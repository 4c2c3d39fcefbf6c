//! Shared fixtures for integration tests.
//!
//! Fixture PDFs are generated with `lopdf`, so the test corpus needs no
//! binary assets checked in alongside the code.

use lopdf::content::{Content, Operation};
use lopdf::{Document, Object, Stream, dictionary};
use std::path::{Path, PathBuf};

/// A syntactically broken PDF: header followed by a truncated object.
pub const TRUNCATED_PDF: &[u8] = b"%PDF-1.4\n1 0 obj\n<<";

/// Build a PDF with one page per entry.
///
/// An empty entry produces a page without a text layer (empty content
/// stream), mimicking a scanned page.
pub fn pdf_with_pages(pages: &[&str]) -> Vec<u8> {
    let mut doc = Document::with_version("1.5");
    let pages_id = doc.new_object_id();
    let font_id = doc.add_object(dictionary! {
        "Type" => "Font",
        "Subtype" => "Type1",
        "BaseFont" => "Helvetica",
    });
    let resources_id = doc.add_object(dictionary! {
        "Font" => dictionary! { "F1" => font_id },
    });

    let mut kids: Vec<Object> = Vec::with_capacity(pages.len());
    for page_text in pages {
        let operations = if page_text.is_empty() {
            Vec::new()
        } else {
            vec![
                Operation::new("BT", vec![]),
                Operation::new("Tf", vec!["F1".into(), 12.into()]),
                Operation::new("Td", vec![72.into(), 720.into()]),
                Operation::new("Tj", vec![Object::string_literal(*page_text)]),
                Operation::new("ET", vec![]),
            ]
        };
        let content = Content { operations };
        let content_id = doc.add_object(Stream::new(dictionary! {}, content.encode().unwrap()));
        let page_id = doc.add_object(dictionary! {
            "Type" => "Page",
            "Parent" => pages_id,
            "Contents" => content_id,
        });
        kids.push(page_id.into());
    }

    let count = kids.len() as i64;
    doc.objects.insert(
        pages_id,
        Object::Dictionary(dictionary! {
            "Type" => "Pages",
            "Kids" => kids,
            "Count" => count,
            "Resources" => resources_id,
            "MediaBox" => vec![0.into(), 0.into(), 612.into(), 792.into()],
        }),
    );
    let catalog_id = doc.add_object(dictionary! {
        "Type" => "Catalog",
        "Pages" => pages_id,
    });
    doc.trailer.set("Root", catalog_id);

    let mut bytes = Vec::new();
    doc.save_to(&mut bytes).unwrap();
    bytes
}

/// Write a generated fixture PDF into `dir` and return its path.
pub fn write_pdf(dir: &Path, name: &str, pages: &[&str]) -> PathBuf {
    let path = dir.join(name);
    std::fs::write(&path, pdf_with_pages(pages)).unwrap();
    path
}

## What needs to be done
Count every line of the entries that holds the string "lopdf". Please answer with the count alone.

## The answer
3